STATEMENT OF CLAIM: Claim of the General Committee of the Order of Railroad Telegraphers on the Delaware, Lackawanna & Western Railroad Company that W. A. Kling, 1st trick clerk-operator, Utica Yard, N. Y., be compensated under the provisions of Rule 5 (Call Rule) of the telegraphers' agreement, on each day December 14, 1944, and January 6, 1945, when he was not called to complete the handling of train orders which had been partially handled by the second trick clerk-operator before going off duty at 11:00 P.M. on December 13, 1944, and January 5, 1945.
EMPLOYES' STATEMENT OF FACTS: An agreement by and between the parties bearing effective date of May 1, 1940, is in evidence; copies thereof are on file with the National Railroad Adjustment Board.
At page 29 of the above-mentioned agreement, hereinafter referred to as the telegraphers' agreement, there are listed the following positions at Utica Yard:
These rates of pay were increased in the amounts involved in the national wage increases of 1941, 1943 and 1946.
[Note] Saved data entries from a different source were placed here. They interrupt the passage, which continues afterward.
use glam::{Mat3, Quat, Vec3};

use crate::config::BAUMGARTE_FACTOR;
use crate::core::body::RigidBody;

use super::{
    apply_angular_impulse_pair, apply_impulse_pair, effective_mass_angular,
    effective_mass_linear, local_anchor_of, relative_velocity, world_arm, ConstraintSpace,
};

/// Per-axis behavior of a [`SixDofJoint`]: free, fixed, or limited to
/// `[min, max]` (meters for translation, radians for rotation).
#[derive(Debug, Clone, Copy)]
pub struct SixDofAxis {
    pub min: f32,
    pub max: f32,
}

impl SixDofAxis {
    pub fn free() -> Self {
        Self {
            min: f32::NEG_INFINITY,
            max: f32::INFINITY,
        }
    }

    pub fn fixed() -> Self {
        Self { min: 0.0, max: 0.0 }
    }

    pub fn limited(min: f32, max: f32) -> Self {
        Self {
            min,
            max: max.max(min),
        }
    }

    fn is_free(&self) -> bool {
        self.min == f32::NEG_INFINITY && self.max == f32::INFINITY
    }

    fn is_fixed(&self) -> bool {
        self.min == self.max
    }
}

/// General joint with independently enablable limits on all six degrees of
/// freedom, expressed in a constraint frame attached to body A.
#[derive(Clone)]
pub struct SixDofJoint {
    local_anchor_a: Vec3,
    local_anchor_b: Vec3,
    /// Rotation from body A's frame into the constraint frame.
    local_frame_a: Quat,
    /// conj(constraint frame on A) * body B rotation at rest.
    rest_rotation: Quat,
    /// Translation X/Y/Z then rotation X/Y/Z.
    pub axes: [SixDofAxis; 6],
    // Prepared per step.
    r_a: Vec3,
    r_b: Vec3,
    world_axes: [Vec3; 3],
    translation: Vec3,
    rotation_vector: Vec3,
    masses: [f32; 6],
    lambdas: [f32; 6],
}

impl SixDofJoint {
    pub fn new(
        a: &RigidBody,
        b: &RigidBody,
        space: ConstraintSpace,
        anchor: Vec3,
        frame_rotation: Quat,
        axes: [SixDofAxis; 6],
    ) -> Self {
        let (world_anchor, world_frame) = match space {
            ConstraintSpace::World => (anchor, frame_rotation.normalize()),
            ConstraintSpace::Local => (
                a.transform().point_to_world(anchor),
                (a.rotation * frame_rotation).normalize(),
            ),
        };
        let local_frame_a = (a.rotation.conjugate() * world_frame).normalize();
        Self {
            local_anchor_a: local_anchor_of(a, world_anchor),
            local_anchor_b: local_anchor_of(b, world_anchor),
            local_frame_a,
            rest_rotation: (world_frame.conjugate() * b.rotation).normalize(),
            axes,
            r_a: Vec3::ZERO,
            r_b: Vec3::ZERO,
            world_axes: [Vec3::X, Vec3::Y, Vec3::Z],
            translation: Vec3::ZERO,
            rotation_vector: Vec3::ZERO,
            masses: [0.0; 6],
            lambdas: [0.0; 6],
        }
    }

    /// Current translation along the three constraint-frame axes.
    pub fn current_translation(&self, a: &RigidBody, b: &RigidBody) -> Vec3 {
        let frame = (a.rotation * self.local_frame_a).normalize();
        let delta = (b.center_of_mass_position() + b.rotation * self.local_anchor_b)
            - (a.center_of_mass_position() + a.rotation * self.local_anchor_a);
        frame.conjugate() * delta
    }

    /// Current rotation error as a constraint-frame rotation vector.
    pub fn current_rotation(&self, a: &RigidBody, b: &RigidBody) -> Vec3 {
        let frame = (a.rotation * self.local_frame_a).normalize();
        let relative = (frame.conjugate() * b.rotation * self.rest_rotation.conjugate())
            .normalize();
        let (axis, mut angle) = relative.to_axis_angle();
        if angle > std::f32::consts::PI {
            angle -= 2.0 * std::f32::consts::PI;
        }
        axis * angle
    }

    pub(crate) fn prepare(&mut self, a: &RigidBody, b: &RigidBody, _dt: f32) {
        self.r_a = world_arm(a, self.local_anchor_a);
        self.r_b = world_arm(b, self.local_anchor_b);
        let frame = (a.rotation * self.local_frame_a).normalize();
        let basis = Mat3::from_quat(frame);
        self.world_axes = [basis.x_axis, basis.y_axis, basis.z_axis];
        self.translation = self.current_translation(a, b);
        self.rotation_vector = self.current_rotation(a, b);

        for axis_index in 0..3 {
            self.masses[axis_index] = effective_mass_linear(
                a,
                b,
                self.r_a,
                self.r_b,
                self.world_axes[axis_index],
            );
            self.masses[axis_index + 3] =
                effective_mass_angular(a, b, self.world_axes[axis_index]);
        }

        for dof in 0..6 {
            let axis = self.axes[dof];
            let value = self.dof_value(dof);
            let engaged = axis.is_fixed() || value <= axis.min || value >= axis.max;
            if axis.is_free() || !engaged {
                self.lambdas[dof] = 0.0;
            }
        }
    }

    fn dof_value(&self, dof: usize) -> f32 {
        if dof < 3 {
            self.translation[dof]
        } else {
            self.rotation_vector[dof - 3]
        }
    }

    pub(crate) fn warm_start(&mut self, a: &mut RigidBody, b: &mut RigidBody) {
        let mut linear = Vec3::ZERO;
        let mut angular = Vec3::ZERO;
        for dof in 0..3 {
            linear += self.world_axes[dof] * self.lambdas[dof];
            angular += self.world_axes[dof] * self.lambdas[dof + 3];
        }
        if linear != Vec3::ZERO {
            apply_impulse_pair(a, b, linear, self.r_a, self.r_b);
        }
        if angular != Vec3::ZERO {
            apply_angular_impulse_pair(a, b, angular);
        }
    }

    pub(crate) fn solve_velocity(&mut self, a: &mut RigidBody, b: &mut RigidBody, dt: f32) {
        for dof in 0..6 {
            let axis_cfg = self.axes[dof];
            if axis_cfg.is_free() || self.masses[dof] <= 0.0 {
                continue;
            }
            let axis = self.world_axes[dof % 3];
            let value = self.dof_value(dof);

            let (violation, side) = if axis_cfg.is_fixed() {
                (value - axis_cfg.min, Side::Both)
            } else if value <= axis_cfg.min {
                (value - axis_cfg.min, Side::Lower)
            } else if value >= axis_cfg.max {
                (value - axis_cfg.max, Side::Upper)
            } else {
                continue;
            };

            let jv = if dof < 3 {
                relative_velocity(a, b, self.r_a, self.r_b).dot(axis)
            } else {
                (b.motion.angular_velocity - a.motion.angular_velocity).dot(axis)
            };

            let cap = if dof < 3 { 10.0 } else { 2.0 };
            let bias = (BAUMGARTE_FACTOR / dt * violation).clamp(-cap, cap);
            let raw = -self.masses[dof] * (jv + bias);
            let total = match side {
                Side::Both => self.lambdas[dof] + raw,
                Side::Lower => (self.lambdas[dof] + raw).max(0.0),
                Side::Upper => (self.lambdas[dof] + raw).min(0.0),
            };
            let impulse = total - self.lambdas[dof];
            self.lambdas[dof] = total;

            if dof < 3 {
                apply_impulse_pair(a, b, axis * impulse, self.r_a, self.r_b);
            } else {
                apply_angular_impulse_pair(a, b, axis * impulse);
            }
        }
    }

    pub(crate) fn solve_position(&mut self, a: &mut RigidBody, b: &mut RigidBody, _dt: f32) {
        // Translation error correction on fixed/violated axes.
        let r_a = world_arm(a, self.local_anchor_a);
        let r_b = world_arm(b, self.local_anchor_b);
        let frame = (a.rotation * self.local_frame_a).normalize();
        let basis = Mat3::from_quat(frame);
        let translation = self.current_translation(a, b);

        for dof in 0..3 {
            let cfg = self.axes[dof];
            if cfg.is_free() {
                continue;
            }
            let value = translation[dof];
            let violation = if cfg.is_fixed() {
                value - cfg.min
            } else if value < cfg.min {
                value - cfg.min
            } else if value > cfg.max {
                value - cfg.max
            } else {
                continue;
            };
            let axis = basis.col(dof);
            let mass = effective_mass_linear(a, b, r_a, r_b, axis);
            let impulse = axis * (-violation * BAUMGARTE_FACTOR * mass);
            super::apply_position_impulse_pair(a, b, impulse, r_a, r_b);
        }

        // Rotation error correction.
        let rotation = self.current_rotation(a, b);
        for dof in 0..3 {
            let cfg = self.axes[dof + 3];
            if cfg.is_free() {
                continue;
            }
            let value = rotation[dof];
            let violation = if cfg.is_fixed() {
                value - cfg.min
            } else if value < cfg.min {
                value - cfg.min
            } else if value > cfg.max {
                value - cfg.max
            } else {
                continue;
            };
            let axis = basis.col(dof);
            let mass = effective_mass_angular(a, b, axis);
            let impulse = axis * (-violation * BAUMGARTE_FACTOR * mass);
            super::apply_rotation_correction_pair(a, b, impulse);
        }
    }
}

enum Side {
    Both,
    Lower,
    Upper,
}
On the dates in question the first trick clerk-operator position was regularly held by W. A. Kling, assigned hours 6:00 A.M. to 2:00 P.M.; the second trick by D. M. Roberts, assigned hours 3:00 P.M. to 11:00 P.M.
Wednesday, December 13, 1944, a work extra (545) was scheduled to be called at Utica Yard for 3:30 A.M., Thursday, December 14th, to handle a snow plow over the Richfield Springs Branch thence to Norwich and Oxford. At 8:42 P.M., December 13th, Form 19 Train Order No. 119, to be acted upon the following day, was transmitted to Utica Yard addressed to C&E Engine 545, with a positive meet at Richfield Junction with Extra 1258 North December 14th. This Train Order, No. 119, for Extra 545, was cleared by the train dispatcher to the second trick-clerk-operator at 10:55 P.M., December 13th with instructions that it, and clearance card Form "A", be left on the train register by said second trick clerk-operator to be picked up by the train crew of Extra 545 when reporting for duty at 3:30 A.M., December 14th, prior to the first trick clerk-operator's regular starting time. These instructions were complied with.
2. The claim was not handled on the Property in accordance with the Railway labor Act and the law of the land. (45 USCA-Sec. 153 (i) ) and E. J. & E. vs. Burley, 325 US 711).
Accordingly, the claim should be denied or remanded to the Property for handling in compliance with the applicable law.
OPINION OF BOARD: The facts in this case are simple. The second trick operator at Utica Yard, New York, during the evening of December 13, 1944 received a "19" train order addressed to conductor and engineerEngine 64.5. Knowing that the addressees would not come to work until long after his trick ended at 11 P.M., the operator placed the order on the train register book to be picked up by the conductor when registering for duty. No operator was on duty between 11 P.M. and 6 A.M. The same sequence of event occurred again January 5, 1945.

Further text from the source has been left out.